//! Echo Forge HTTP Server
//!
//! Main entry point for the HTTP API server.

use std::{sync::Arc, time::Duration};

use anyhow::Context;
use application::ports::{EncryptionPort, NoOpEncryption};
use infrastructure::{
    AppConfig, ChaChaEncryptionAdapter, SecurityValidator, SpeechAdapter, SupabaseAdapter,
    TransliterationAdapter, VoiceAdapter, init_from_config,
};
use presentation_http::{AppState, ServicePorts, cors_layer, create_router};
use tokio::{net::TcpListener, signal};
use tracing::{info, warn};

#[tokio::main]
async fn main() -> anyhow::Result<()> {
    let loaded = AppConfig::load();
    let config = loaded.as_ref().cloned().unwrap_or_default();

    init_from_config(&config.server).context("Failed to initialize logging")?;

    info!("🎙️ Echo Forge v{} starting...", env!("CARGO_PKG_VERSION"));
    if let Err(e) = &loaded {
        warn!("Failed to load config, using defaults: {}", e);
    }
    info!(
        environment = %config.environment,
        host = %config.server.host,
        port = %config.server.port,
        "Configuration loaded"
    );

    SecurityValidator::log_warnings(&SecurityValidator::validate(&config));

    let ports = build_ports(&config)?;
    let state = AppState::new(config.clone(), ports);
    let app = create_router(state).layer(cors_layer(&config.server));

    let addr = config.server.bind_address();
    let listener = TcpListener::bind(&addr)
        .await
        .with_context(|| format!("Failed to bind {addr}"))?;

    info!("🚀 Server listening on http://{}", addr);
    info!("📚 API docs: http://{}/api-docs", addr);

    let shutdown_timeout = Duration::from_secs(config.server.shutdown_timeout_secs);
    axum::serve(listener, app)
        .with_graceful_shutdown(shutdown_signal(shutdown_timeout))
        .await?;

    info!("👋 Server shutdown complete");
    Ok(())
}

/// Build every outbound adapter from configuration
fn build_ports(config: &AppConfig) -> anyhow::Result<ServicePorts> {
    let supabase = Arc::new(
        SupabaseAdapter::new(config.supabase.to_supabase_config())
            .context("Failed to initialize database client")?,
    );
    let speech = Arc::new(
        SpeechAdapter::new(config.speech.to_openai_config())
            .context("Failed to initialize transcription client")?,
    );
    let voice = Arc::new(
        VoiceAdapter::new(config.voice.to_elevenlabs_config())
            .context("Failed to initialize voice client")?,
    );
    let transliteration = Arc::new(
        TransliterationAdapter::new(config.transliteration.clone())
            .context("Failed to initialize transliteration client")?,
    );

    let encryption: Arc<dyn EncryptionPort> =
        match ChaChaEncryptionAdapter::from_config(&config.security)
            .context("Invalid session encryption key")?
        {
            Some(adapter) => {
                info!("🔐 Stored API keys are encrypted");
                Arc::new(adapter)
            },
            None => {
                warn!("Stored API keys are NOT encrypted; set security.session_encryption_key");
                Arc::new(NoOpEncryption)
            },
        };

    Ok(ServicePorts {
        todos: Arc::clone(&supabase) as _,
        sessions: Arc::clone(&supabase) as _,
        identity: Arc::clone(&supabase) as _,
        encryption,
        database: supabase,
        transcription: speech,
        transliteration,
        voice,
    })
}

/// Wait for shutdown signals (SIGINT, SIGTERM)
async fn shutdown_signal(timeout: Duration) {
    let ctrl_c = async {
        if let Err(e) = signal::ctrl_c().await {
            tracing::error!("Failed to install Ctrl+C handler: {}", e);
        }
    };

    #[cfg(unix)]
    let terminate = async {
        match signal::unix::signal(signal::unix::SignalKind::terminate()) {
            Ok(mut signal) => {
                signal.recv().await;
            },
            Err(e) => {
                tracing::error!("Failed to install SIGTERM handler: {}", e);
                std::future::pending::<()>().await;
            },
        }
    };

    #[cfg(not(unix))]
    let terminate = std::future::pending::<()>();

    tokio::select! {
        () = ctrl_c => {
            info!("📥 Received Ctrl+C, initiating graceful shutdown...");
        }
        () = terminate => {
            info!("📥 Received SIGTERM, initiating graceful shutdown...");
        }
    }

    info!("⏳ Waiting up to {:?} for connections to close...", timeout);
}
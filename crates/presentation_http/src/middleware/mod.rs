//! HTTP middleware components

pub mod request_id;
pub mod validation;

pub use request_id::{REQUEST_ID_HEADER, RequestId, RequestIdLayer};
pub use validation::{ValidatedJson, ValidationError};
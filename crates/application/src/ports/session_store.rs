//! API-key session store port

use async_trait::async_trait;
use domain::{ApiKeySession, NewApiKeySession, UserId};
#[cfg(test)]
use mockall::automock;

use crate::error::ApplicationError;

/// Port for the external `user_api_keys` table
///
/// The store sees `api_key` exactly as handed over, which may already be
/// sealed by the caller.
#[cfg_attr(test, automock)]
#[async_trait]
pub trait ApiKeySessionStorePort: Send + Sync {
    /// Insert a row and return it as stored
    async fn insert(&self, session: &NewApiKeySession) -> Result<ApiKeySession, ApplicationError>;

    /// First row for the user, if any
    async fn find_by_user(&self, user_id: &UserId)
    -> Result<Option<ApiKeySession>, ApplicationError>;
}
//! OAuth identity provider port

#[cfg(test)]
use mockall::automock;

use crate::error::ApplicationError;

/// Port for the hosted identity provider's OAuth entry point
#[cfg_attr(test, automock)]
pub trait IdentityProviderPort: Send + Sync {
    /// Build the URL a browser should be redirected to for sign-in
    fn authorize_url(&self, provider: &str, redirect_to: &str) -> Result<String, ApplicationError>;
}
//! Health check handlers

use axum::{Json, extract::State, http::StatusCode};
use serde::{Deserialize, Serialize};
use utoipa::ToSchema;

use crate::state::AppState;

/// Plain-text banner served at `/`
pub const BANNER: &str = "Echo Forge API Server";

/// Health check response
#[derive(Debug, Clone, Serialize, Deserialize, ToSchema)]
pub struct HealthResponse {
    pub status: String,
    pub version: String,
}

#[utoipa::path(
    get,
    path = "/",
    tag = "health",
    responses((status = 200, description = "Server banner", body = String))
)]
pub async fn root() -> &'static str {
    BANNER
}

/// Liveness check - is the server running?
#[utoipa::path(
    get,
    path = "/health",
    tag = "health",
    responses((status = 200, description = "Server is running", body = HealthResponse))
)]
pub async fn health_check() -> Json<HealthResponse> {
    Json(HealthResponse {
        status: "ok".to_string(),
        version: env!("CARGO_PKG_VERSION").to_string(),
    })
}

/// Readiness response
#[derive(Debug, Clone, Serialize, Deserialize, ToSchema)]
pub struct ReadinessResponse {
    pub ready: bool,
    pub database: DatabaseStatusResponse,
    pub transcription: TranscriptionStatusResponse,
}

#[derive(Debug, Clone, Serialize, Deserialize, ToSchema)]
pub struct DatabaseStatusResponse {
    pub healthy: bool,
}

#[derive(Debug, Clone, Serialize, Deserialize, ToSchema)]
pub struct TranscriptionStatusResponse {
    /// Whether a speech-to-text API key is set
    pub configured: bool,
}

/// Readiness check - can the database be reached?
#[utoipa::path(
    get,
    path = "/ready",
    tag = "health",
    responses(
        (status = 200, description = "Ready to serve", body = ReadinessResponse),
        (status = 503, description = "Database unreachable", body = ReadinessResponse)
    )
)]
pub async fn readiness_check(
    State(state): State<AppState>,
) -> (StatusCode, Json<ReadinessResponse>) {
    let report = state.health.readiness().await;

    let status_code = if report.ready {
        StatusCode::OK
    } else {
        StatusCode::SERVICE_UNAVAILABLE
    };

    (
        status_code,
        Json(ReadinessResponse {
            ready: report.ready,
            database: DatabaseStatusResponse {
                healthy: report.database.healthy,
            },
            transcription: TranscriptionStatusResponse {
                configured: report.transcription.configured,
            },
        }),
    )
}

#[cfg(test)]
mod tests {
    use super::*;

    #[tokio::test]
    async fn health_reports_crate_version() {
        let Json(resp) = health_check().await;
        assert_eq!(resp.status, "ok");
        assert_eq!(resp.version, env!("CARGO_PKG_VERSION"));
    }

    #[tokio::test]
    async fn root_returns_banner() {
        assert_eq!(root().await, "Echo Forge API Server");
    }

    #[test]
    fn readiness_response_shape() {
        let resp = ReadinessResponse {
            ready: false,
            database: DatabaseStatusResponse { healthy: false },
            transcription: TranscriptionStatusResponse { configured: true },
        };
        let json = serde_json::to_value(&resp).unwrap();
        assert_eq!(json["database"]["healthy"], false);
        assert_eq!(json["transcription"]["configured"], true);
    }
}
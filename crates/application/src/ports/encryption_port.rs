//! Encryption port - sealing credentials before they reach the store

#[cfg(test)]
use mockall::automock;

use crate::error::ApplicationError;

/// Port for symmetric authenticated encryption
#[cfg_attr(test, automock)]
pub trait EncryptionPort: Send + Sync {
    /// Encrypt plaintext; the output carries its own nonce
    fn encrypt(&self, plaintext: &[u8]) -> Result<Vec<u8>, ApplicationError>;

    /// Decrypt output produced by [`EncryptionPort::encrypt`]
    fn decrypt(&self, ciphertext: &[u8]) -> Result<Vec<u8>, ApplicationError>;

    /// Whether values are actually transformed
    fn is_enabled(&self) -> bool {
        true
    }
}

/// Pass-through used when no key is configured
#[derive(Debug, Clone, Copy, Default)]
pub struct NoOpEncryption;

impl EncryptionPort for NoOpEncryption {
    fn encrypt(&self, plaintext: &[u8]) -> Result<Vec<u8>, ApplicationError> {
        Ok(plaintext.to_vec())
    }

    fn decrypt(&self, ciphertext: &[u8]) -> Result<Vec<u8>, ApplicationError> {
        Ok(ciphertext.to_vec())
    }

    fn is_enabled(&self) -> bool {
        false
    }
}

#[cfg(test)]
mod tests {
    use super::*;

    #[test]
    fn noop_encryption_passthrough() {
        let encryption = NoOpEncryption;
        let sealed = encryption.encrypt(b"sk-test").unwrap();
        assert_eq!(sealed, b"sk-test");
        assert_eq!(encryption.decrypt(&sealed).unwrap(), b"sk-test");
        assert!(!encryption.is_enabled());
    }
}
======
HOW TO COMPLETE THIS TASK: Please copy each line from the material above in which the string "tracing" appears.

OUTPUT BELOW:
use tracing::{info, warn};
            tracing::error!("Failed to install Ctrl+C handler: {}", e);
                tracing::error!("Failed to install SIGTERM handler: {}", e);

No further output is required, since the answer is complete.